> **PROBLEM TO WORK ON**:
Work through the data line by line, gathering every line that has the word "ExpiringQuery".

> **Stored items**:
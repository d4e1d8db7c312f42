//! Membership API handlers.
//!
//! ```text
//! GET  /api/v1/messes/{id}/memberships
//! POST /api/v1/messes/{id}/memberships
//! GET  /api/v1/messes/{id}/memberships/expiring?windowDays=5
//! POST /api/v1/memberships/{id}/renew {"endDate":"2025-04-30"}
//! ```

use actix_web::{HttpResponse, get, post, web};
use serde::{Deserialize, Serialize};
use utoipa::{IntoParams, ToSchema};

use crate::domain::ports::CreateMembershipRequest;
use crate::domain::{EXPIRING_SOON_DAYS, Error, MembershipStatus, MembershipView};
use crate::inbound::http::ApiResult;
use crate::inbound::http::auth::require_actor;
use crate::inbound::http::session::SessionContext;
use crate::inbound::http::state::HttpState;
use crate::inbound::http::validation::{
    FieldName, parse_date, parse_id, parse_vocabulary, require,
};

/// A membership with its status derived for today.
#[derive(Debug, Serialize, ToSchema)]
#[serde(rename_all = "camelCase")]
pub struct MembershipResponse {
    pub id: String,
    pub user_id: String,
    pub mess_id: String,
    pub plan_type: String,
    pub meals_per_day: String,
    pub start_date: String,
    pub end_date: String,
    /// Flag as stored; may still read `active` after the end date passed.
    pub stored_status: String,
    /// `active`, `expiring_soon` or `expired`, derived from the dates.
    pub status: String,
    /// Days until the end date while expiring soon.
    #[serde(skip_serializing_if = "Option::is_none")]
    pub days_left: Option<i64>,
}

impl From<MembershipView> for MembershipResponse {
    fn from(view: MembershipView) -> Self {
        let MembershipView { membership, status } = view;
        let (status, days_left) = match status {
            MembershipStatus::Active => ("active", None),
            MembershipStatus::ExpiringSoon { days_left } => ("expiring_soon", Some(days_left)),
            MembershipStatus::Expired => ("expired", None),
        };
        Self {
            id: membership.id.to_string(),
            user_id: membership.user_id.to_string(),
            mess_id: membership.mess_id.to_string(),
            plan_type: membership.plan_type.as_str().to_owned(),
            meals_per_day: membership.meals_per_day.as_str().to_owned(),
            start_date: membership.start_date.to_string(),
            end_date: membership.end_date.to_string(),
            stored_status: membership.stored_status.as_str().to_owned(),
            status: status.to_owned(),
            days_left,
        }
    }
}

/// Request body for opening a membership.
#[derive(Debug, Default, Deserialize, Serialize, ToSchema)]
#[serde(rename_all = "camelCase")]
pub struct CreateMembershipBody {
    pub user_id: Option<String>,
    /// `monthly`, `quarterly` or `custom`.
    pub plan_type: Option<String>,
    /// `lunch`, `dinner` or `both`.
    pub meals_per_day: Option<String>,
    /// First day, `YYYY-MM-DD`.
    pub start_date: Option<String>,
}

/// Request body for renewing a membership.
#[derive(Debug, Deserialize, Serialize, ToSchema)]
#[serde(rename_all = "camelCase")]
pub struct RenewMembershipBody {
    pub end_date: Option<String>,
}

/// Query for the expiring list.
#[derive(Debug, Deserialize, IntoParams)]
#[serde(rename_all = "camelCase")]
pub struct ExpiringQuery {
    /// Alert window in days, at most five; defaults to five.
    pub window_days: Option<i64>,
}

fn parse_create_body(
    mess: &str,
    body: CreateMembershipBody,
) -> Result<CreateMembershipRequest, Error> {
    let user_id = require(body.user_id, FieldName::new("userId"))?;
    let plan_type = require(body.plan_type, FieldName::new("planType"))?;
    let meals_per_day = require(body.meals_per_day, FieldName::new("mealsPerDay"))?;
    let start_date = require(body.start_date, FieldName::new("startDate"))?;
    Ok(CreateMembershipRequest {
        user_id: parse_id(&user_id, FieldName::new("userId"))?,
        mess_id: parse_id(mess, FieldName::new("id"))?,
        plan_type: parse_vocabulary(&plan_type, FieldName::new("planType"))?,
        meals_per_day: parse_vocabulary(&meals_per_day, FieldName::new("mealsPerDay"))?,
        start_date: parse_date(&start_date, FieldName::new("startDate"))?,
    })
}

/// Every membership of a mess, newest start first.
#[utoipa::path(
    get,
    path = "/api/v1/messes/{id}/memberships",
    params(("id" = String, Path, description = "Mess id")),
    responses(
        (status = 200, description = "Memberships", body = [MembershipResponse]),
        (status = 401, description = "Unauthorised", body = Error),
        (status = 403, description = "Not this mess's manager", body = Error)
    ),
    tags = ["memberships"],
    operation_id = "listMemberships"
)]
#[get("/messes/{id}/memberships")]
pub async fn list_memberships(
    state: web::Data<HttpState>,
    session: SessionContext,
    path: web::Path<String>,
) -> ApiResult<web::Json<Vec<MembershipResponse>>> {
    let actor = require_actor(&state, &session).await?;
    let mess = parse_id(&path.into_inner(), FieldName::new("id"))?;
    let views = state.memberships_query.list_for_mess(&actor, mess).await?;
    Ok(web::Json(views.into_iter().map(MembershipResponse::from).collect()))
}

/// Open a membership; the end date follows from the plan.
#[utoipa::path(
    post,
    path = "/api/v1/messes/{id}/memberships",
    params(("id" = String, Path, description = "Mess id")),
    request_body = CreateMembershipBody,
    responses(
        (status = 201, description = "Membership opened", body = MembershipResponse),
        (status = 400, description = "Invalid request", body = Error),
        (status = 403, description = "Not this mess's manager", body = Error)
    ),
    tags = ["memberships"],
    operation_id = "createMembership"
)]
#[post("/messes/{id}/memberships")]
pub async fn create_membership(
    state: web::Data<HttpState>,
    session: SessionContext,
    path: web::Path<String>,
    payload: web::Json<CreateMembershipBody>,
) -> ApiResult<HttpResponse> {
    let actor = require_actor(&state, &session).await?;
    let request = parse_create_body(&path.into_inner(), payload.into_inner())?;
    let view = state.memberships.create(&actor, request).await?;
    Ok(HttpResponse::Created().json(MembershipResponse::from(view)))
}

/// Memberships ending within the window, soonest first.
#[utoipa::path(
    get,
    path = "/api/v1/messes/{id}/memberships/expiring",
    params(("id" = String, Path, description = "Mess id"), ExpiringQuery),
    responses(
        (status = 200, description = "Expiring memberships", body = [MembershipResponse]),
        (status = 400, description = "Window outside 0 to 5 days", body = Error),
        (status = 403, description = "Not this mess's manager", body = Error)
    ),
    tags = ["memberships"],
    operation_id = "listExpiringMemberships"
)]
#[get("/messes/{id}/memberships/expiring")]
pub async fn list_expiring_memberships(
    state: web::Data<HttpState>,
    session: SessionContext,
    path: web::Path<String>,
    query: web::Query<ExpiringQuery>,
) -> ApiResult<web::Json<Vec<MembershipResponse>>> {
    let actor = require_actor(&state, &session).await?;
    let mess = parse_id(&path.into_inner(), FieldName::new("id"))?;
    let window = query.window_days.unwrap_or(EXPIRING_SOON_DAYS);
    let views = state
        .memberships_query
        .list_expiring_within(&actor, mess, window)
        .await?;
    Ok(web::Json(views.into_iter().map(MembershipResponse::from).collect()))
}

/// Move the end date of a membership and reactivate it.
#[utoipa::path(
    post,
    path = "/api/v1/memberships/{id}/renew",
    params(("id" = String, Path, description = "Membership id")),
    request_body = RenewMembershipBody,
    responses(
        (status = 200, description = "Membership renewed", body = MembershipResponse),
        (status = 400, description = "Invalid end date", body = Error),
        (status = 403, description = "Not this mess's manager", body = Error),
        (status = 404, description = "Unknown membership", body = Error)
    ),
    tags = ["memberships"],
    operation_id = "renewMembership"
)]
#[post("/memberships/{id}/renew")]
pub async fn renew_membership(
    state: web::Data<HttpState>,
    session: SessionContext,
    path: web::Path<String>,
    payload: web::Json<RenewMembershipBody>,
) -> ApiResult<web::Json<MembershipResponse>> {
    let actor = require_actor(&state, &session).await?;
    let membership = parse_id(&path.into_inner(), FieldName::new("id"))?;
    let raw_end = require(payload.into_inner().end_date, FieldName::new("endDate"))?;
    let end_date = parse_date(&raw_end, FieldName::new("endDate"))?;
    let view = state.memberships.renew(&actor, membership, end_date).await?;
    Ok(web::Json(MembershipResponse::from(view)))
}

> **EXERCISE SOLUTION**:
pub struct ExpiringQuery {
    params(("id" = String, Path, description = "Mess id"), ExpiringQuery),
    query: web::Query<ExpiringQuery>,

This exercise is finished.